Very cool to be able to plug your flash cards into this to transfer fiels to or from this!

- Connect the Vision W to a projector or TV with the included AV cable

NICE feature!

-FM Radio

Pretty cool

-Day Planner

calendar, address book, etc. you can sync it to Windows and transfer all your info. With my job, I NEED this feature on a hand held device.

-Rechargeable battery up to 13 hours of music, or 4.5 hours of movies.

-Voice recorder-Again, at my job I have many meetings that I could really use this for as well as my Podcasts (when I get ideas I could record them and then transfer it to my PC!)

-Finally, creative sells many accessories that would be nice like; CF Adapter, case, screen protector, car charger and IR Remote


----------



## alwaysreforming (Dec 3, 2006)

Oh, great! ..... Now I want one!

Thanks a lot, Adam!  


Quanto costa, senor?

And is this thing considered a PDA, or something else?


----------



## ReformedWretch (Dec 3, 2006)

It's just a "multimedia device". The 30gb version is 300 (280 on Amazon) and the 60GB version is 400.


----------



## ReformedWretch (Dec 10, 2006)

This review has me SOLD on getting one for Christmas!

Amazing!, September 30, 2006
Reviewer: Jon Almada

I just got my Zen Vison W yesterday. Pulled it out of the box and had it up and running within 30 minutes. The entire package is well thought out with an AC adapter, decent earbuds and a well designed software package for importing content into the player.

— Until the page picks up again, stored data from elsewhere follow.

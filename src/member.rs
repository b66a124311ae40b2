//! Registered methods and the tables that hold them.
//!
//! Methods are never discovered by introspection. A caller registers each
//! implementation as a [`Member`]: a callable paired with the [`Signature`]
//! it claims to have. The candidate side is a [`MemberTable`] that the
//! resolver searches by name.

use crate::signature::Signature;
use crate::value::Value;
use std::fmt;
use std::sync::Arc;
use thiserror::Error;

/// A fault raised by a method's own logic.
#[derive(Debug, Clone, PartialEq, Eq, Error)]
#[error("{0}")]
pub struct Fault(pub String);

impl Fault {
    /// Create a fault with the given message.
    pub fn new(message: impl Into<String>) -> Self {
        Self(message.into())
    }
}

/// Function type behind every [`Callable`].
pub type MethodFn = dyn Fn(&[Value]) -> Result<Value, Fault> + Send + Sync;

/// A shareable handle to a method body.
#[derive(Clone)]
pub struct Callable(Arc<MethodFn>);

impl Callable {
    /// Wrap a closure or function.
    pub fn new<F>(f: F) -> Self
    where
        F: Fn(&[Value]) -> Result<Value, Fault> + Send + Sync + 'static,
    {
        Self(Arc::new(f))
    }

    /// Invoke the method.
    pub fn call(&self, args: &[Value]) -> Result<Value, Fault> {
        (self.0)(args)
    }
}

impl fmt::Debug for Callable {
    fn fmt(&self, f: &mut fmt::Formatter<'_>) -> fmt::Result {
        f.write_str("Callable(..)")
    }
}

/// Declared visibility of a member.
#[derive(Debug, Clone, Copy, PartialEq, Eq, Default)]
pub enum Access {
    /// Callable as-is.
    #[default]
    Public,
    /// Not public, but access can be granted.
    Private,
    /// Not public, and access cannot be granted.
    Sealed,
}

/// Access to a member could not be granted.
#[derive(Debug, Clone, PartialEq, Eq, Error)]
#[error("access to <{0}> cannot be granted")]
pub struct AccessDenied(pub String);

/// A method implementation together with its declared header.
#[derive(Debug, Clone)]
pub struct Member {
    signature: Signature,
    access: Access,
    body: Callable,
}

impl Member {
    /// Register a public member.
    pub fn new<F>(signature: Signature, body: F) -> Self
    where
        F: Fn(&[Value]) -> Result<Value, Fault> + Send + Sync + 'static,
    {
        Self {
            signature,
            access: Access::Public,
            body: Callable::new(body),
        }
    }

    /// Set the member's declared visibility.
    pub fn with_access(mut self, access: Access) -> Self {
        self.access = access;
        self
    }

    /// Declared header.
    pub fn signature(&self) -> &Signature {
        &self.signature
    }

    /// Method name.
    pub fn name(&self) -> &str {
        self.signature.name()
    }

    /// Declared visibility.
    pub fn access(&self) -> Access {
        self.access
    }

    /// Obtain an invocable handle, granting access to non-public members.
    pub fn ensure_access(&self) -> Result<Callable, AccessDenied> {
        match self.access {
            Access::Public => Ok(self.body.clone()),
            Access::Private => {
                tracing::trace!(method = self.name(), "granting access to non-public member");
                Ok(self.body.clone())
            }
            Access::Sealed => Err(AccessDenied(self.name().to_string())),
        }
    }
}

/// The declared members of a candidate submission.
#[derive(Debug, Clone, Default)]
pub struct MemberTable {
    members: Vec<Member>,
}

impl MemberTable {
    /// Create an empty table.
    pub fn new() -> Self {
        Self::default()
    }

    /// Builder-style insert.
    pub fn with(mut self, member: Member) -> Self {
        self.push(member);
        self
    }

    /// Append a member. Declaration order is preserved.
    pub fn push(&mut self, member: Member) {
        self.members.push(member);
    }

    /// All members in declaration order.
    pub fn iter(&self) -> impl Iterator<Item = &Member> {
        self.members.iter()
    }

    /// Members whose name equals `name`, in declaration order.
    pub fn named<'a, 'n>(&'a self, name: &'n str) -> impl Iterator<Item = &'a Member> + 'n
    where
        'a: 'n,
    {
        self.members.iter().filter(move |m| m.name() == name)
    }

    /// Number of members.
    pub fn len(&self) -> usize {
        self.members.len()
    }

    /// Returns true if the table has no members.
    pub fn is_empty(&self) -> bool {
        self.members.is_empty()
    }
}

impl FromIterator<Member> for MemberTable {
    fn from_iter<I: IntoIterator<Item = Member>>(iter: I) -> Self {
        Self {
            members: iter.into_iter().collect(),
        }
    }
}
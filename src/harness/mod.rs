//! Equivalence testing of a candidate method against a reference.
//!
//! This module wires the pieces together:
//!
//! - [`resolver`] finds the candidate by name in a [`MemberTable`](crate::member::MemberTable)
//! - [`header`] compares the candidate's header with the reference's
//! - [`executor`] runs both implementations side by side under a timeout
//! - [`classify`] maps execution outcomes to a [`TestResult`](crate::result::TestResult)
//! - [`orchestrator`] drives the whole run and owns the worker pool
//!
//! # Example
//!
//! ```
//! use method_oracle::harness::MethodTest;
//! use method_oracle::member::{Fault, Member, MemberTable};
//! use method_oracle::signature::{Signature, TypeDescriptor};
//! use method_oracle::value::Value;
//!
//! fn add(name: &str, op: fn(i32, i32) -> i32) -> Member {
//!     let sig = Signature::new(
//!         name,
//!         vec![TypeDescriptor::int(), TypeDescriptor::int()],
//!         TypeDescriptor::int(),
//!     );
//!     Member::new(sig, move |args| match args {
//!         [Value::Int(a), Value::Int(b)] => Ok(Value::Int(op(*a, *b))),
//!         _ => Err(Fault::new("expected two ints")),
//!     })
//! }
//!
//! let student = MemberTable::new().with(add("add", |a, b| a - b));
//! let mut test = MethodTest::new(
//!     add("add", |a, b| a + b),
//!     &student,
//!     Some(vec![vec![Value::Int(2), Value::Int(3)]]),
//!     None,
//!     None,
//! )
//! .unwrap();
//!
//! let results = test.run_all_tests_then_end().unwrap();
//! assert!(results[0].is_success());
//! assert_eq!(results[1].actual(), Some(&Value::Int(-1)));
//! ```

pub mod classify;
pub mod executor;
pub mod header;
pub mod orchestrator;
pub mod resolver;

pub use classify::classify;
pub use executor::{DualOutcome, Outcome, TimedExecutor, WorkerPool};
pub use header::validate_header;
pub use orchestrator::{Generator, MethodTest, MethodTestBuilder, Phase};
pub use resolver::resolve;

I took about one hour to import my music to the player and also used the Zencast service to import Rocketboom and other video broadcasts to the player with zero problems. The import process for RSS-driven videocasts (no, I won't use the i*od word, since a certain fruit-based company is using legal tactics to go after anyone who even utters the word now). The Zencast service that Creative sponsors is just great and really is simple to use for both the Zen Vision and Zen touch players I have. I hope Creative extends the service with more functionality and features over time.

I'm still working out how to load videos from my Directv Tivo, but overall, this is an amazing package. The only weak area I see is that the FM radio is a bit insensitive for folks like me who live further out in the boonies. I was able to pick up stations and feel that if I were closer in to the city, I'd do just fine.

Powerup switch is sort of unique with a momentary contact switch that takes a little getting used to. At first, I thought I had a broken switch and then it became clear that this was all designed in. I'm going to be careful when turning the unit on and off, since I never have liked momentary spring-driven switches - They just seem to break unless you are very careful. I would expect that Creative used high-quality components for the switch.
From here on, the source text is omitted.